There are other things that we have learned over time are useful—especially for really early-stage companies. One of those may be a founding team that has worked together in the past. There can be a lot of ups and downs in really early-stage companies, and the more history people have together, especially a working history, the more likely it is that they’ll just be able to go through some of those ups and downs.
There’s a lot of other things that we really like—that are the common things that VCs like—but that gives you a sense of the 10 things we want to look for.
Steve Brotman: And do you think that’s changed in the current market with technologies like AI emerging?
Ira Weiss: Well, yes. A little bit about historically when I started investing.

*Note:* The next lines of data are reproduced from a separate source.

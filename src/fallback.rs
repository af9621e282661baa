//! Turn identity authority failures into [`ClassifiedError`].
//!
//! Raw transport details are logged here and never returned to the caller.

use serde_json::Value;

use crate::error::ClassifiedError;
use crate::identity::RemoteFailure;

/// Used when a rejection carries no readable message.
pub const GENERIC_REJECTION: &str = "Identity authority rejected the request.";

/// Classify a failed identity call. Never panics.
pub fn classify(failure: &RemoteFailure) -> ClassifiedError {
    match failure {
        RemoteFailure::Rejected { status, body } => {
            let message = extract_message(body);
            tracing::error!(
                status,
                message = message.as_deref().unwrap_or_default(),
                "identity authority rejected update"
            );

            // A 400 body is surfaced verbatim. Other statuses reuse whatever
            // message could be extracted.
            match message {
                Some(message) => ClassifiedError::invalid_argument(message),
                None => {
                    tracing::error!(status, "failed to parse the error response");
                    ClassifiedError::invalid_argument(GENERIC_REJECTION)
                },
            }
        },
        RemoteFailure::Malformed { reason, .. } => {
            tracing::error!(%reason, "failed to parse identity authority response");
            ClassifiedError::Unavailable
        },
        RemoteFailure::Timeout
        | RemoteFailure::Connection(_)
        | RemoteFailure::CircuitOpen { .. } => {
            tracing::error!(error = %failure, "identity authority unavailable");
            ClassifiedError::Unavailable
        },
    }
}

/// Best-effort `message` lookup in a JSON error body.
///
/// Falls back on `error` then `detail` when `message` is absent.
fn extract_message(body: &str) -> Option<String> {
    let json = serde_json::from_str::<Value>(body).ok()?;

    ["message", "error", "detail"]
        .iter()
        .filter_map(|field| json.get(field).and_then(Value::as_str))
        .map(str::trim)
        .find(|message| !message.is_empty())
        .map(str::to_owned)
}
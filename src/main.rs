use std::net::SocketAddr;
use std::path::PathBuf;

use tokio::net::TcpListener;
use tracing_subscriber::EnvFilter;
use tracing_subscriber::prelude::*;
use user_service::{app, config, initialize_state, telemetry};

const CONFIG_PATH: &str = "CONFIG_PATH";

#[tokio::main]
async fn main() -> Result<(), Box<dyn std::error::Error>> {
    let path = std::env::var(CONFIG_PATH)
        .map(PathBuf::from)
        .unwrap_or_default();
    let config = config::Configuration::default().path(path).read()?;

    // Bridge logs and spans to OpenTelemetry when an endpoint is set.
    let otel = match &config.telemetry.otlp_endpoint {
        Some(endpoint) => {
            let provider = telemetry::setup_tracer(endpoint)?;
            opentelemetry::global::set_tracer_provider(provider);
            Some(telemetry::setup_logging(endpoint)?)
        },
        None => None,
    };

    tracing_subscriber::registry()
        .with(
            EnvFilter::try_from_default_env()
                .unwrap_or_else(|_| EnvFilter::new("info")),
        )
        .with(tracing_subscriber::fmt::layer())
        .with(otel)
        .init();

    tracing::info!(
        name = %config.name,
        version = config.version(),
        "starting server"
    );

    let mut state = initialize_state(config).await?;
    if state.config.telemetry.prometheus {
        state.metrics = Some(telemetry::setup_metrics_recorder()?);
    }

    let addr = SocketAddr::from(([0, 0, 0, 0], state.config.port));
    let listener = TcpListener::bind(addr).await?;
    tracing::info!(%addr, "server listening");

    axum::serve(listener, app(state))
        .with_graceful_shutdown(shutdown_signal())
        .await?;

    tracing::info!("graceful shutdown complete");
    Ok(())
}

async fn shutdown_signal() {
    let ctrl_c = async {
        if let Err(err) = tokio::signal::ctrl_c().await {
            tracing::error!(error = %err, "failed to listen for SIGINT");
        }
    };

    #[cfg(unix)]
    let terminate = async {
        match tokio::signal::unix::signal(
            tokio::signal::unix::SignalKind::terminate(),
        ) {
            Ok(mut signal) => {
                signal.recv().await;
            },
            Err(err) => {
                tracing::error!(error = %err, "failed to listen for SIGTERM");
                std::future::pending::<()>().await;
            },
        }
    };

    #[cfg(not(unix))]
    let terminate = std::future::pending::<()>();

    tokio::select! {
        _ = ctrl_c => {},
        _ = terminate => {},
    }

    tracing::info!("shutdown signal received, draining connections");
}
/*!
Snapshot serialization, compression and persistence.

The codec turns a [`Snapshot`] into a blob in the backup store and back:

```text
write: Snapshot -> JSON -> [gzip encoder] -> digest -> BackupStore::create
read:  BackupStore::open -> digest -> [gzip decoder] -> JSON -> Snapshot
```

Blobs are named `<kind>_<epochMillis>` with a `.gz` suffix when compressed.
The store's `create` is all-or-nothing, so a failed write never leaves a
truncated blob behind, and a write is retried as a whole on transient errors.
*/

use crate::compression::{looks_gzipped, CompressionAdapter, GzipCompressor, NoCompression};
use crate::metadata::BackupKind;
use crate::snapshot::Snapshot;
use crate::storage::BackupStore;
use crate::{Result, VaultError};
use docvault_retry::{retry_blocking, RetryPolicy};
use sha2::{Digest, Sha256};
use std::io::{self, BufRead, BufReader, Read};
use std::sync::Arc;
use tracing::debug;

const GZIP_SUFFIX: &str = ".gz";

/// Whether a storage key names a gzip-compressed blob
pub fn is_compressed_key(key: &str) -> bool {
    key.ends_with(GZIP_SUFFIX)
}

/// Components of a well-formed storage key
#[derive(Debug, Clone, PartialEq, Eq)]
pub struct ParsedKey {
    pub backup_id: String,
    pub kind: BackupKind,
    pub epoch_millis: i64,
    pub compressed: bool,
}

/// Parse `<kind>_<epochMillis>[.gz]`; anything else yields `None`
pub fn parse_storage_key(key: &str) -> Option<ParsedKey> {
    let compressed = is_compressed_key(key);
    let backup_id = key.strip_suffix(GZIP_SUFFIX).unwrap_or(key);
    let (kind, millis) = backup_id.split_once('_')?;
    let kind = kind.parse::<BackupKind>().ok()?;
    let epoch_millis = millis.parse::<i64>().ok()?;
    Some(ParsedKey {
        backup_id: backup_id.to_string(),
        kind,
        epoch_millis,
        compressed,
    })
}

/// Size and SHA-256 of the bytes that crossed the store boundary
#[derive(Debug, Clone, PartialEq, Eq)]
pub struct BlobDigest {
    pub size_bytes: u64,
    pub checksum: String,
}

/// Result of a successful write
#[derive(Debug, Clone, PartialEq, Eq)]
pub struct WrittenBlob {
    pub key: String,
    pub digest: BlobDigest,
}

/// Reader adapter that hashes and counts everything read through it
struct DigestReader<R> {
    inner: R,
    hasher: Sha256,
    bytes: u64,
}

impl<R: Read> DigestReader<R> {
    fn new(inner: R) -> Self {
        Self {
            inner,
            hasher: Sha256::new(),
            bytes: 0,
        }
    }

    fn finish(self) -> BlobDigest {
        BlobDigest {
            size_bytes: self.bytes,
            checksum: format!("{:x}", self.hasher.finalize()),
        }
    }
}

impl<R: Read> Read for DigestReader<R> {
    fn read(&mut self, buf: &mut [u8]) -> io::Result<usize> {
        let n = self.inner.read(buf)?;
        self.hasher.update(&buf[..n]);
        self.bytes += n as u64;
        Ok(n)
    }
}

pub struct StorageCodec {
    store: Arc<dyn BackupStore>,
    gzip: GzipCompressor,
    raw: NoCompression,
    retry: RetryPolicy,
}

impl StorageCodec {
    pub fn new(store: Arc<dyn BackupStore>) -> Self {
        Self {
            store,
            gzip: GzipCompressor::new(),
            raw: NoCompression::new(),
            retry: RetryPolicy::local_storage(),
        }
    }

    pub fn with_retry_policy(mut self, retry: RetryPolicy) -> Self {
        self.retry = retry;
        self
    }

    pub fn with_compression_level(mut self, level: u32) -> Self {
        self.gzip = GzipCompressor::with_level(level);
        self
    }

    pub fn store(&self) -> &Arc<dyn BackupStore> {
        &self.store
    }

    /// Storage key for a backup id
    pub fn storage_key(backup_id: &str, compress: bool) -> String {
        if compress {
            format!("{backup_id}{GZIP_SUFFIX}")
        } else {
            backup_id.to_string()
        }
    }

    fn adapter(&self, compressed: bool) -> &dyn CompressionAdapter {
        if compressed {
            &self.gzip
        } else {
            &self.raw
        }
    }

    /// Serialize `snapshot` and store it under a key derived from its id
    ///
    /// # Errors
    /// * `VaultError::Json` - If the snapshot cannot be serialized
    /// * `VaultError::Io` / `VaultError::Storage` - If the store rejects the write
    pub fn write(&self, snapshot: &Snapshot, compress: bool) -> Result<WrittenBlob> {
        let key = Self::storage_key(&snapshot.metadata.id, compress);
        let body = serde_json::to_vec(snapshot)?;
        let adapter = self.adapter(compress);

        let digest = retry_blocking("codec.write", &self.retry, |attempt| {
            let mut reader = DigestReader::new(adapter.encoder(Box::new(&body[..])));
            self.store.create(&key, &mut reader)?;
            debug!(key = %key, attempt, "Snapshot blob written");
            Ok::<_, VaultError>(reader.finish())
        })?;

        debug!(
            key = %key,
            serialized_bytes = body.len(),
            stored_bytes = digest.size_bytes,
            algorithm = adapter.algorithm_name(),
            "Encoded snapshot"
        );
        Ok(WrittenBlob { key, digest })
    }

    /// Load and decode the snapshot stored under `key`
    pub fn read(&self, key: &str) -> Result<Snapshot> {
        self.read_with_digest(key).map(|(snapshot, _)| snapshot)
    }

    /// Load a snapshot along with the digest of the stored bytes
    ///
    /// Compression is detected from the key suffix, falling back to the gzip
    /// magic bytes for blobs that were renamed.
    ///
    /// # Errors
    /// * `VaultError::CorruptSnapshot` - If decompression or deserialization fails
    /// * `VaultError::Io` / `VaultError::Storage` - If the blob cannot be read
    pub fn read_with_digest(&self, key: &str) -> Result<(Snapshot, BlobDigest)> {
        let raw = self.store.open(key)?;
        let mut buffered = BufReader::new(DigestReader::new(raw));

        let compressed = is_compressed_key(key) || looks_gzipped(buffered.fill_buf()?);
        let mut decoded = Vec::new();
        {
            let mut decoder = self.adapter(compressed).decoder(Box::new(&mut buffered));
            decoder
                .read_to_end(&mut decoded)
                .map_err(|e| classify_read_error(key, e))?;
        }
        // Hash whatever trails the compressed stream too.
        io::copy(&mut buffered, &mut io::sink())?;
        let digest = buffered.into_inner().finish();

        let snapshot: Snapshot = serde_json::from_slice(&decoded)
            .map_err(|e| VaultError::corrupt(key, format!("invalid snapshot encoding: {e}")))?;

        debug!(key = %key, bytes = digest.size_bytes, compressed, "Decoded snapshot");
        Ok((snapshot, digest))
    }
}

fn classify_read_error(key: &str, err: io::Error) -> VaultError {
    match err.kind() {
        io::ErrorKind::InvalidData | io::ErrorKind::InvalidInput | io::ErrorKind::UnexpectedEof => {
            VaultError::corrupt(key, format!("failed to decompress: {err}"))
        }
        _ => VaultError::Io(err),
    }
}
//! Unified retry and backoff logic for Docvault storage adapters
//!
//! This crate provides consistent retry policies and backoff strategies
//! for every backup store the engine talks to. Errors decide for themselves
//! whether they are worth retrying through [`RetryableError`].

use backoff::{ExponentialBackoff, ExponentialBackoffBuilder};
use serde::{Deserialize, Serialize};
use std::fmt::Display;
use std::time::Duration;
use tracing::{debug, warn};

#[cfg(feature = "async-rt")]
use futures::Future;

/// Trait for categorizing errors as transient or permanent
pub trait RetryableError {
    /// Returns true if the error is transient and the operation should be retried
    fn is_transient(&self) -> bool;

    /// Returns true if the error is permanent and retries should stop
    fn is_permanent(&self) -> bool {
        !self.is_transient()
    }
}

/// Exponential backoff settings, serializable so they can live in engine config
#[derive(Debug, Clone, PartialEq, Serialize, Deserialize)]
#[serde(default)]
pub struct RetryPolicy {
    /// Delay before the first retry
    pub initial_interval_ms: u64,
    /// Upper bound for a single delay
    pub max_interval_ms: u64,
    /// Total time budget across all attempts
    pub max_elapsed_ms: u64,
    /// Growth factor applied after every failed attempt
    pub multiplier: f64,
    /// Hard cap on attempts, including the first one
    pub max_attempts: u32,
}

impl Default for RetryPolicy {
    fn default() -> Self {
        Self {
            initial_interval_ms: 100,
            max_interval_ms: 5_000,
            max_elapsed_ms: 30_000,
            multiplier: 2.0,
            max_attempts: 3,
        }
    }
}

impl RetryPolicy {
    /// Policy for local storage operations (shorter timeouts)
    pub fn local_storage() -> Self {
        Self {
            initial_interval_ms: 50,
            max_interval_ms: 1_000,
            max_elapsed_ms: 10_000,
            multiplier: 2.0,
            max_attempts: 3,
        }
    }

    /// Policy that never retries
    pub fn no_retry() -> Self {
        Self {
            max_attempts: 1,
            ..Self::default()
        }
    }

    /// Build the `backoff` schedule described by this policy
    pub fn to_backoff(&self) -> ExponentialBackoff {
        ExponentialBackoffBuilder::new()
            .with_initial_interval(Duration::from_millis(self.initial_interval_ms))
            .with_max_interval(Duration::from_millis(self.max_interval_ms))
            .with_max_elapsed_time(Some(Duration::from_millis(self.max_elapsed_ms)))
            .with_multiplier(self.multiplier)
            .build()
    }

    fn classify<E>(&self, op_name: &str, attempt: u32, err: E) -> backoff::Error<E>
    where
        E: RetryableError + Display,
    {
        if err.is_transient() && attempt < self.max_attempts.max(1) {
            warn!(
                operation = op_name,
                attempt,
                error = %err,
                "Transient failure, retrying"
            );
            backoff::Error::transient(err)
        } else {
            backoff::Error::permanent(err)
        }
    }
}

fn into_inner<E>(err: backoff::Error<E>) -> E {
    match err {
        backoff::Error::Permanent(err) => err,
        backoff::Error::Transient { err, .. } => err,
    }
}

/// Run a blocking operation, retrying transient failures per `policy`
///
/// The closure receives the 1-based attempt number. The last error is returned
/// once the error is permanent, attempts run out, or the time budget elapses.
pub fn retry_blocking<T, E, F>(op_name: &str, policy: &RetryPolicy, mut f: F) -> Result<T, E>
where
    E: RetryableError + Display,
    F: FnMut(u32) -> Result<T, E>,
{
    let mut attempt = 0u32;
    let result = backoff::retry(policy.to_backoff(), || {
        attempt += 1;
        debug!(operation = op_name, attempt, "Attempting operation");
        f(attempt).map_err(|err| policy.classify(op_name, attempt, err))
    });

    if result.is_ok() && attempt > 1 {
        debug!(operation = op_name, attempt, "Operation succeeded after retries");
    }
    result.map_err(into_inner)
}

/// Async counterpart of [`retry_blocking`], sleeping on the tokio timer
#[cfg(feature = "async-rt")]
pub async fn with_backoff<T, E, F, Fut>(op_name: &str, policy: &RetryPolicy, mut f: F) -> Result<T, E>
where
    E: RetryableError + Display,
    F: FnMut(u32) -> Fut,
    Fut: Future<Output = Result<T, E>>,
{
    let mut attempt = 0u32;
    backoff::future::retry(policy.to_backoff(), || {
        attempt += 1;
        let current = attempt;
        let fut = f(current);
        async move {
            fut.await
                .map_err(|err| policy.classify(op_name, current, err))
        }
    })
    .await
    .map_err(into_inner)
}

#[cfg(test)]
mod tests {
    use super::*;
    use std::fmt;

    #[derive(Debug)]
    struct TestError {
        transient: bool,
    }

    impl fmt::Display for TestError {
        fn fmt(&self, f: &mut fmt::Formatter<'_>) -> fmt::Result {
            write!(f, "test error (transient: {})", self.transient)
        }
    }

    impl RetryableError for TestError {
        fn is_transient(&self) -> bool {
            self.transient
        }
    }

    fn fast_policy() -> RetryPolicy {
        RetryPolicy {
            initial_interval_ms: 1,
            max_interval_ms: 2,
            max_elapsed_ms: 1_000,
            multiplier: 1.0,
            max_attempts: 3,
        }
    }

    #[test]
    fn test_successful_operation() {
        let result: Result<&str, TestError> =
            retry_blocking("test_op", &fast_policy(), |_attempt| Ok("success"));
        assert_eq!(result.unwrap(), "success");
    }

    #[test]
    fn test_transient_failure_then_success() {
        let mut calls = 0;
        let result = retry_blocking("test_op", &fast_policy(), |attempt| {
            calls += 1;
            if attempt < 3 {
                Err(TestError { transient: true })
            } else {
                Ok(attempt)
            }
        });

        assert_eq!(result.unwrap(), 3);
        assert_eq!(calls, 3);
    }

    #[test]
    fn test_permanent_failure_is_not_retried() {
        let mut calls = 0;
        let result: Result<(), TestError> = retry_blocking("test_op", &fast_policy(), |_| {
            calls += 1;
            Err(TestError { transient: false })
        });

        assert!(result.is_err());
        assert_eq!(calls, 1);
    }

    #[test]
    fn test_attempts_are_capped() {
        let mut calls = 0;
        let result: Result<(), TestError> = retry_blocking("test_op", &fast_policy(), |_| {
            calls += 1;
            Err(TestError { transient: true })
        });

        assert!(result.unwrap_err().transient);
        assert_eq!(calls, 3);
    }

    #[test]
    fn test_no_retry_policy() {
        let mut calls = 0;
        let result: Result<(), TestError> = retry_blocking("test_op", &RetryPolicy::no_retry(), |_| {
            calls += 1;
            Err(TestError { transient: true })
        });

        assert!(result.is_err());
        assert_eq!(calls, 1);
    }

    #[cfg(feature = "async-rt")]
    #[tokio::test]
    async fn test_async_transient_failure_then_success() {
        use std::sync::atomic::{AtomicU32, Ordering};
        use std::sync::Arc;

        let calls = Arc::new(AtomicU32::new(0));
        let counter = Arc::clone(&calls);

        let result = with_backoff("test_op", &fast_policy(), move |attempt| {
            counter.fetch_add(1, Ordering::SeqCst);
            async move {
                if attempt < 2 {
                    Err(TestError { transient: true })
                } else {
                    Ok("success")
                }
            }
        })
        .await;

        assert_eq!(result.unwrap(), "success");
        assert_eq!(calls.load(Ordering::SeqCst), 2);
    }
}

Anyone listening to this podcast who’s not 50 years old or older like I am—someday you will get to this point as well—when you look back, you’re like, “When I started…” So, when we started, you needed about $5 million to get a product to market.
Then, for a long period of time, you needed, let’s say, $300K to $500K once cloud and AWS launched, and all the online tools—so you could get a product launched for that.
Now, you really just need one developer. If you’re a founder, a developer or two can effectively get a product into the market. In some cases, you don’t even need a developer, with some of the new tools. Cursor is more technical, but Lovable and other low-code things—so I think the world has changed a lot in the pace at which things are able to be tested by the market.
For investors and entrepreneurs, there’s good and bad. The good is you may see a lot more things where it looks like there’s traction, because there’s a pilot or early customers. But there are just so many more companies doing very similar things that you have to really understand what gives you some differentiated reason to attack a market.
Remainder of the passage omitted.